Provando-se, isso sim, o contrário: que quem os fornece é a 1ª Ré Recorrente (“RR”).
Tão pouco se provou que a Recorrente tivesse recebido da 2ª Ré “SS” quaisquer outros bens que constituam indício revelador da concretização da transmissão de um estabelecimento que constitua uma unidade económica, como sejam, por exemplo, quaisquer alvarás ou licenças para o exercício específico dessa actividade ou para a organização do seu trabalho.
Igualmente não se provou que a 2ª Ré tivesse transmitido à 1ª Ré o know-how – o conjunto de conhecimentos práticos e os meios materiais e técnicos – indissociáveis à prossecução de uma actividade económica de segurança privada, tendo a cargo os referidos serviços de vigilância e segurança dos portos, cais e marinas dos “TT”.

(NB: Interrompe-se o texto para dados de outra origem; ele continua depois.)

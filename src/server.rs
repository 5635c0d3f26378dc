/// Server setup and initialization
///
/// Wires together the document store, the sync saga and the HTTP routes.

use crate::{
    api::{create_node_routes, create_workflow_routes, AppState},
    config::Config,
    store::{DocumentStore, SqliteDocumentStore},
    sync::WorkflowSync,
};
use anyhow::Result;
use axum::{routing::get, Router};
use std::{path::Path, sync::Arc};
use tokio::net::TcpListener;
use tracing_subscriber::EnvFilter;

/// Build the router over an already opened document store
pub fn build_router(store: Arc<dyn DocumentStore>) -> Router {
    let app_state = AppState {
        sync: WorkflowSync::new(store),
    };

    Router::new()
        .route("/healthz", get(health_check))
        .merge(create_workflow_routes())
        .merge(create_node_routes())
        .with_state(app_state)
}

/// Create the main Axum application with all routes
///
/// Opens (and if needed creates) the SQLite document database before building routes.
pub async fn create_app(config: Config) -> Result<Router> {
    if let Some(db_path) = config.database.file_path() {
        if let Some(parent) = Path::new(db_path).parent() {
            if !parent.as_os_str().is_empty() {
                tracing::info!("📁 Ensuring data directory exists: {}", parent.display());
                std::fs::create_dir_all(parent)
                    .map_err(|e| anyhow::anyhow!("Failed to create data directory: {}", e))?;
            }
        }
    }

    tracing::info!("🗄️ Opening document database: {}", config.database.url);
    let store = SqliteDocumentStore::connect(&config.database.url, config.database.max_connections)
        .await
        .map_err(|e| anyhow::anyhow!("Failed to open document database: {}", e))?;

    let app = build_router(Arc::new(store));
    tracing::info!("✅ Application initialized successfully");

    Ok(app)
}

/// Start the HTTP server with the given configuration
pub async fn start_server(config: Config) -> Result<()> {
    // RUST_LOG wins over the configured level
    let filter = EnvFilter::try_from_default_env()
        .or_else(|_| EnvFilter::try_new(&config.logging.level))
        .unwrap_or_else(|_| EnvFilter::new("info"));
    tracing_subscriber::fmt()
        .with_env_filter(filter)
        .with_target(false)
        .with_thread_ids(true)
        .with_level(true)
        .init();

    tracing::info!("Starting nodekb server...");

    let app = create_app(config.clone()).await?;

    let bind_addr = format!("{}:{}", config.server.host, config.server.port);
    let listener = TcpListener::bind(&bind_addr).await?;

    tracing::info!("Server listening on http://{}", bind_addr);

    axum::serve(listener, app.into_make_service()).await?;

    Ok(())
}

/// Health check endpoint handler
async fn health_check() -> &'static str {
    "ok"
}
//! Stock and product lookups.
//!
//! The cart store depends on [`StockService`] only; [`HttpStockService`]
//! talks to the stock API over HTTP:
//!
//! - `GET /stock/{id}` - available quantity, never cached
//! - `GET /products/{id}` - product metadata, cached in memory for 5 minutes

mod http;

pub use http::HttpStockService;

use async_trait::async_trait;
use rocketshoes_core::{Product, ProductId, StockEntry};
use thiserror::Error;

/// Errors that can occur when looking up stock or products.
#[derive(Debug, Error)]
pub enum StockError {
    /// HTTP request failed.
    #[error("HTTP error: {0}")]
    Http(#[from] reqwest::Error),

    /// API returned an error response.
    #[error("API error: {status} - {message}")]
    Api { status: u16, message: String },

    /// Resource not found.
    #[error("Not found: {0}")]
    NotFound(String),

    /// Response body was not the expected JSON.
    #[error("JSON parse error: {0}")]
    Parse(#[from] serde_json::Error),

    /// Request URL could not be built.
    #[error("Invalid URL: {0}")]
    Url(#[from] url::ParseError),

    /// Client could not be configured.
    #[error("Client error: {0}")]
    Client(String),
}

/// Source of available stock and product metadata.
#[async_trait]
pub trait StockService: Send + Sync {
    /// Current available quantity for `id`.
    async fn stock(&self, id: ProductId) -> Result<StockEntry, StockError>;

    /// Metadata for `id`.
    async fn product(&self, id: ProductId) -> Result<Product, StockError>;
}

E não se diga que esse know-how, enquanto conhecimento especializado e assente em procedimentos, informações e experiência da organização concorrente, não releva para essa função.

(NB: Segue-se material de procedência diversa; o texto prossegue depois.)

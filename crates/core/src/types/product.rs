//! Product and stock payloads served by the stock API.

use serde::{Deserialize, Serialize};

use super::id::ProductId;
use super::price::Price;

/// Product metadata, as returned by `GET /products/{id}`.
///
/// The API names the display name `title` and the image URL `image`;
/// `name` and `imageUrl` are accepted as well.
#[derive(Debug, Clone, PartialEq, Eq, Serialize, Deserialize)]
pub struct Product {
    pub id: ProductId,
    #[serde(rename = "title", alias = "name")]
    pub name: String,
    pub price: Price,
    #[serde(rename = "image", alias = "imageUrl")]
    pub image_url: String,
}

/// Available quantity for a product, as returned by `GET /stock/{id}`.
#[derive(Debug, Clone, Copy, PartialEq, Eq, Serialize, Deserialize)]
pub struct StockEntry {
    pub id: ProductId,
    pub amount: u32,
}

impl StockEntry {
    /// Whether `requested` units fit in the available stock.
    #[must_use]
    pub const fn covers(&self, requested: u32) -> bool {
        requested <= self.amount
    }
}
//! HTTP client for the stock API.

use std::sync::Arc;
use std::time::Duration;

use async_trait::async_trait;
use moka::future::Cache;
use reqwest::StatusCode;
use reqwest::header::{ACCEPT, AUTHORIZATION, HeaderMap, HeaderValue};
use rocketshoes_core::{Product, ProductId, StockEntry};
use secrecy::ExposeSecret;
use serde::de::DeserializeOwned;
use tracing::{debug, instrument};
use url::Url;

use super::{StockError, StockService};
use crate::config::StockApiConfig;

const PRODUCT_CACHE_CAPACITY: u64 = 1000;
const PRODUCT_CACHE_TTL: Duration = Duration::from_secs(300);

/// Response bodies are truncated to this many characters in errors and logs.
const MAX_BODY_IN_ERROR: usize = 200;

/// Stock API client.
///
/// Cheap to clone; clones share the connection pool and product cache.
#[derive(Clone)]
pub struct HttpStockService {
    inner: Arc<HttpStockServiceInner>,
}

struct HttpStockServiceInner {
    client: reqwest::Client,
    base_url: Url,
    products: Cache<ProductId, Product>,
}

impl HttpStockService {
    /// Create a new stock API client.
    ///
    /// # Errors
    ///
    /// Returns error if the token is not a valid header value or the HTTP
    /// client fails to build.
    pub fn new(config: &StockApiConfig) -> Result<Self, StockError> {
        let mut headers = HeaderMap::new();
        headers.insert(ACCEPT, HeaderValue::from_static("application/json"));

        if let Some(token) = &config.token {
            let mut value = HeaderValue::from_str(&format!("Bearer {}", token.expose_secret()))
                .map_err(|e| StockError::Client(format!("Invalid API token format: {e}")))?;
            value.set_sensitive(true);
            headers.insert(AUTHORIZATION, value);
        }

        let client = reqwest::Client::builder()
            .default_headers(headers)
            .timeout(config.timeout)
            .build()?;

        let products = Cache::builder()
            .max_capacity(PRODUCT_CACHE_CAPACITY)
            .time_to_live(PRODUCT_CACHE_TTL)
            .build();

        Ok(Self {
            inner: Arc::new(HttpStockServiceInner {
                client,
                base_url: with_trailing_slash(config.base_url.clone()),
                products,
            }),
        })
    }

    /// URL for `{base}/{collection}/{id}`.
    fn endpoint(&self, collection: &str, id: ProductId) -> Result<Url, StockError> {
        Ok(self.inner.base_url.join(&format!("{collection}/{id}"))?)
    }

    async fn get_json<T: DeserializeOwned>(&self, url: Url) -> Result<T, StockError> {
        let response = self.inner.client.get(url.clone()).send().await?;
        let status = response.status();

        if status == StatusCode::NOT_FOUND {
            return Err(StockError::NotFound(url.path().to_string()));
        }

        let body = response.text().await?;

        if !status.is_success() {
            tracing::error!(
                status = %status,
                url = %url,
                body = %truncate(&body),
                "Stock API returned non-success status"
            );
            return Err(StockError::Api {
                status: status.as_u16(),
                message: truncate(&body),
            });
        }

        serde_json::from_str(&body).map_err(|e| {
            tracing::error!(
                error = %e,
                url = %url,
                body = %truncate(&body),
                "Failed to parse stock API response"
            );
            StockError::Parse(e)
        })
    }
}

#[async_trait]
impl StockService for HttpStockService {
    #[instrument(level = "debug", skip_all, fields(product_id = %id))]
    async fn stock(&self, id: ProductId) -> Result<StockEntry, StockError> {
        let url = self.endpoint("stock", id)?;
        let stock: StockEntry = self.get_json(url).await?;
        debug!(amount = stock.amount, "Fetched stock");
        Ok(stock)
    }

    #[instrument(level = "debug", skip_all, fields(product_id = %id))]
    async fn product(&self, id: ProductId) -> Result<Product, StockError> {
        if let Some(product) = self.inner.products.get(&id).await {
            debug!("Product cache hit");
            return Ok(product);
        }

        let url = self.endpoint("products", id)?;
        let product: Product = self.get_json(url).await?;
        self.inner.products.insert(id, product.clone()).await;
        debug!("Fetched product");
        Ok(product)
    }
}

impl std::fmt::Debug for HttpStockService {
    fn fmt(&self, f: &mut std::fmt::Formatter<'_>) -> std::fmt::Result {
        f.debug_struct("HttpStockService")
            .field("base_url", &self.inner.base_url.as_str())
            .finish_non_exhaustive()
    }
}

/// Ensure relative joins append to the base path instead of replacing its last segment.
fn with_trailing_slash(mut url: Url) -> Url {
    if !url.path().ends_with('/') {
        let path = format!("{}/", url.path());
        url.set_path(&path);
    }
    url
}

fn truncate(body: &str) -> String {
    body.chars().take(MAX_BODY_IN_ERROR).collect()
}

Tanto mais que uma das exigências do concurso assenta precisamente na obrigatoriedade desses trabalhadores serem titulares de cartões profissionais emitidos pela Secretaria-Geral do Ministério da Administração Interna, nos termos e para os efeitos do art. 10.º, do Decreto-Lei n.º 35/2004, de 21 de Fevereiro e pela Lei n.º 38/2008, de 8 de Agosto.
Ora, esses cartões profissionais para os serviços de segurança privada não são emitidos sem o cumprimento de determinadas formalidades e observância dos requisitos que condicionam a actividade das empresas de segurança.
Actividade regulada pelos citados diplomas e, mais recentemente, pela Lei da Segurança Privada – Lei nº 34/2013, de 16/05.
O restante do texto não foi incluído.